» **Assigned task**: Every entry must be repeated exactly in the answer.

(Working data)

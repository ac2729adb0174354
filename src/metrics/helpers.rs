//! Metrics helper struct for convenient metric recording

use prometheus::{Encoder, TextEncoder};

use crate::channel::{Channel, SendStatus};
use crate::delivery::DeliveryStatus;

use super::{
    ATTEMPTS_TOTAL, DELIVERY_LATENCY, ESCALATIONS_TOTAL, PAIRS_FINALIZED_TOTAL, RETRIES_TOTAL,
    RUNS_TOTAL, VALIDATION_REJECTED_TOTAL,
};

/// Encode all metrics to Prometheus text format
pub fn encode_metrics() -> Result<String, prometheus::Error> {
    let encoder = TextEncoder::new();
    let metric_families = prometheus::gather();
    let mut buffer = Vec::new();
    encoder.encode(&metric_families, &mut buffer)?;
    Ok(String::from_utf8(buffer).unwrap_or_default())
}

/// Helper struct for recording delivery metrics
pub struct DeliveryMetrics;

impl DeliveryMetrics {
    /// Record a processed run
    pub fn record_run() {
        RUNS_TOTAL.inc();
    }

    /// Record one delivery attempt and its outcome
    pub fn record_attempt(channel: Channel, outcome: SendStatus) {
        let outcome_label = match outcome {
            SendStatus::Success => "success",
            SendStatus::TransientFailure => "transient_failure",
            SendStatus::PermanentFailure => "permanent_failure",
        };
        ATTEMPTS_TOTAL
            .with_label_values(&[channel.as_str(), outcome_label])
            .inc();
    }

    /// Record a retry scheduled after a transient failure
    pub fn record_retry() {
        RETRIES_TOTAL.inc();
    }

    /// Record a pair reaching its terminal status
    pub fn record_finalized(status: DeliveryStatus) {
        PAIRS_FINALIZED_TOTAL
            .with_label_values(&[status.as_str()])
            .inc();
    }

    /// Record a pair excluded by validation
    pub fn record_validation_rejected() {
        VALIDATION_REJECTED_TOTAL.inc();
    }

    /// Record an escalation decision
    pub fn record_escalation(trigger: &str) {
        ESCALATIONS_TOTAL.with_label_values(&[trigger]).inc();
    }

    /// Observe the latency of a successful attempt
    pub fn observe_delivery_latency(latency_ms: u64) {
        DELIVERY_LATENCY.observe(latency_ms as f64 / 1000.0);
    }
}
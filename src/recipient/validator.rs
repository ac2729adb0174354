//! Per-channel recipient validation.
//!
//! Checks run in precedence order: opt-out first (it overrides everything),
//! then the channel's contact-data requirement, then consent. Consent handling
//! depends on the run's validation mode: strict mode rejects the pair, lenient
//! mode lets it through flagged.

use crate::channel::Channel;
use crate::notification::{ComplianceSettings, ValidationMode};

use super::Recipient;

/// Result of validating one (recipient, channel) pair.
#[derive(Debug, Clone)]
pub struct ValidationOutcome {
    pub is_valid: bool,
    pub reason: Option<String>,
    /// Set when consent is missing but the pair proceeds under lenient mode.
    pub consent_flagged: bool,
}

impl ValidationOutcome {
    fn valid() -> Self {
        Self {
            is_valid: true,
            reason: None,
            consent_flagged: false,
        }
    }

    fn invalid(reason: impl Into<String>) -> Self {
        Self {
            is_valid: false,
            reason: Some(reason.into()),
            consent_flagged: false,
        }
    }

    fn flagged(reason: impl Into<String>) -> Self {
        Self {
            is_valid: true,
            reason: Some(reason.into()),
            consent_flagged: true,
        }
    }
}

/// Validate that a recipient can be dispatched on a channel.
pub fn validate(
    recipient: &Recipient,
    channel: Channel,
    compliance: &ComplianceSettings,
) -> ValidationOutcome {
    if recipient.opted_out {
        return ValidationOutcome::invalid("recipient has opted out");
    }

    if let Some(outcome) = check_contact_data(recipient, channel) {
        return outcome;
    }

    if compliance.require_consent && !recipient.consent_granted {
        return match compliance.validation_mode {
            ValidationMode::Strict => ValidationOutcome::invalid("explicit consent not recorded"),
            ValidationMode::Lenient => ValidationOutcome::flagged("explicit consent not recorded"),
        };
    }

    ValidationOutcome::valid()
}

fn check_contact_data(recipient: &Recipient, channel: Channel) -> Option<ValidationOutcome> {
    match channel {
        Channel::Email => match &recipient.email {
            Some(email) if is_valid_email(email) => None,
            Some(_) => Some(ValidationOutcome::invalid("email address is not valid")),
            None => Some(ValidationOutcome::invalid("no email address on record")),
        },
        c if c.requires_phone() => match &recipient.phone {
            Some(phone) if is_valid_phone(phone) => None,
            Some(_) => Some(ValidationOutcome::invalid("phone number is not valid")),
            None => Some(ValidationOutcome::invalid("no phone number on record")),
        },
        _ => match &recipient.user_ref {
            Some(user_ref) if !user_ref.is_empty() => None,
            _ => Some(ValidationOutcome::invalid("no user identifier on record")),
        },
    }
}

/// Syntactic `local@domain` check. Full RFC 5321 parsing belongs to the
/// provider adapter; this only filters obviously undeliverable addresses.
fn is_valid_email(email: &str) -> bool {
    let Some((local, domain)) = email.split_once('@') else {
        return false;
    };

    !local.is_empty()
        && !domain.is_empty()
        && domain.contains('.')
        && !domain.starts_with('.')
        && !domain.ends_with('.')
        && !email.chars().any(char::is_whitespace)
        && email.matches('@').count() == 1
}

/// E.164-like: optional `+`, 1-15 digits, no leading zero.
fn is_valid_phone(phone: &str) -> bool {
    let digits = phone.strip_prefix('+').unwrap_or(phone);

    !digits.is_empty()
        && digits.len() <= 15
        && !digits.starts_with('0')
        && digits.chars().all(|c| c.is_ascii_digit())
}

(End Working data)

» **Answer to this task**:
repository ac2729adb0174354
filename src/metrics/helpers.rs
//! Metrics helper struct for convenient metric recording

use prometheus::{Encoder, TextEncoder};

use crate::channel::{Channel, SendStatus};
use crate::delivery::DeliveryStatus;

use super::{
    ATTEMPTS_TOTAL, DELIVERY_LATENCY, ESCALATIONS_TOTAL, PAIRS_FINALIZED_TOTAL, RETRIES_TOTAL,
    RUNS_TOTAL, VALIDATION_REJECTED_TOTAL,
};

/// Encode all metrics to Prometheus text format
pub fn encode_metrics() -> Result<String, prometheus::Error> {
    let encoder = TextEncoder::new();
    let metric_families = prometheus::gather();
    let mut buffer = Vec::new();
    encoder.encode(&metric_families, &mut buffer)?;
    Ok(String::from_utf8(buffer).unwrap_or_default())
}

/// Helper struct for recording delivery metrics
pub struct DeliveryMetrics;

impl DeliveryMetrics {
    /// Record a processed run
    pub fn record_run() {
        RUNS_TOTAL.inc();
    }

    /// Record one delivery attempt and its outcome
    pub fn record_attempt(channel: Channel, outcome: SendStatus) {
        let outcome_label = match outcome {
            SendStatus::Success => "success",
            SendStatus::TransientFailure => "transient_failure",
            SendStatus::PermanentFailure => "permanent_failure",
        };
        ATTEMPTS_TOTAL
            .with_label_values(&[channel.as_str(), outcome_label])
            .inc();
    }

    /// Record a retry scheduled after a transient failure
    pub fn record_retry() {
        RETRIES_TOTAL.inc();
    }

    /// Record a pair reaching its terminal status
    pub fn record_finalized(status: DeliveryStatus) {
        PAIRS_FINALIZED_TOTAL
            .with_label_values(&[status.as_str()])
            .inc();
    }

    /// Record a pair excluded by validation
    pub fn record_validation_rejected() {
        VALIDATION_REJECTED_TOTAL.inc();
    }

    /// Record an escalation decision
    pub fn record_escalation(trigger: &str) {
        ESCALATIONS_TOTAL.with_label_values(&[trigger]).inc();
    }

    /// Observe the latency of a successful attempt
    pub fn observe_delivery_latency(latency_ms: u64) {
        DELIVERY_LATENCY.observe(latency_ms as f64 / 1000.0);
    }
}
filename src/recipient/validator.rs
repository ac2729adb0174354
//! Per-channel recipient validation.
//!
//! Checks run in precedence order: opt-out first (it overrides everything),
//! then the channel's contact-data requirement, then consent. Consent handling
//! depends on the run's validation mode: strict mode rejects the pair, lenient
//! mode lets it through flagged.

use crate::channel::Channel;
use crate::notification::{ComplianceSettings, ValidationMode};

use super::Recipient;

/// Result of validating one (recipient, channel) pair.
#[derive(Debug, Clone)]
pub struct ValidationOutcome {
    pub is_valid: bool,
    pub reason: Option<String>,
    /// Set when consent is missing but the pair proceeds under lenient mode.
    pub consent_flagged: bool,
}

impl ValidationOutcome {
    fn valid() -> Self {
        Self {
            is_valid: true,
            reason: None,
            consent_flagged: false,
        }
    }

    fn invalid(reason: impl Into<String>) -> Self {
        Self {
            is_valid: false,
            reason: Some(reason.into()),
            consent_flagged: false,
        }
    }

    fn flagged(reason: impl Into<String>) -> Self {
        Self {
            is_valid: true,
            reason: Some(reason.into()),
            consent_flagged: true,
        }
    }
}

/// Validate that a recipient can be dispatched on a channel.
pub fn validate(
    recipient: &Recipient,
    channel: Channel,
    compliance: &ComplianceSettings,
) -> ValidationOutcome {
    if recipient.opted_out {
        return ValidationOutcome::invalid("recipient has opted out");
    }

    if let Some(outcome) = check_contact_data(recipient, channel) {
        return outcome;
    }

    if compliance.require_consent && !recipient.consent_granted {
        return match compliance.validation_mode {
            ValidationMode::Strict => ValidationOutcome::invalid("explicit consent not recorded"),
            ValidationMode::Lenient => ValidationOutcome::flagged("explicit consent not recorded"),
        };
    }

    ValidationOutcome::valid()
}

fn check_contact_data(recipient: &Recipient, channel: Channel) -> Option<ValidationOutcome> {
    match channel {
        Channel::Email => match &recipient.email {
            Some(email) if is_valid_email(email) => None,
            Some(_) => Some(ValidationOutcome::invalid("email address is not valid")),
            None => Some(ValidationOutcome::invalid("no email address on record")),
        },
        c if c.requires_phone() => match &recipient.phone {
            Some(phone) if is_valid_phone(phone) => None,
            Some(_) => Some(ValidationOutcome::invalid("phone number is not valid")),
            None => Some(ValidationOutcome::invalid("no phone number on record")),
        },
        _ => match &recipient.user_ref {
            Some(user_ref) if !user_ref.is_empty() => None,
            _ => Some(ValidationOutcome::invalid("no user identifier on record")),
        },
    }
}

/// Syntactic `local@domain` check. Full RFC 5321 parsing belongs to the
/// provider adapter; this only filters obviously undeliverable addresses.
fn is_valid_email(email: &str) -> bool {
    let Some((local, domain)) = email.split_once('@') else {
        return false;
    };

    !local.is_empty()
        && !domain.is_empty()
        && domain.contains('.')
        && !domain.starts_with('.')
        && !domain.ends_with('.')
        && !email.chars().any(char::is_whitespace)
        && email.matches('@').count() == 1
}

/// E.164-like: optional `+`, 1-15 digits, no leading zero.
fn is_valid_phone(phone: &str) -> bool {
    let digits = phone.strip_prefix('+').unwrap_or(phone);

    !digits.is_empty()
        && digits.len() <= 15
        && !digits.starts_with('0')
        && digits.chars().all(|c| c.is_ascii_digit())
}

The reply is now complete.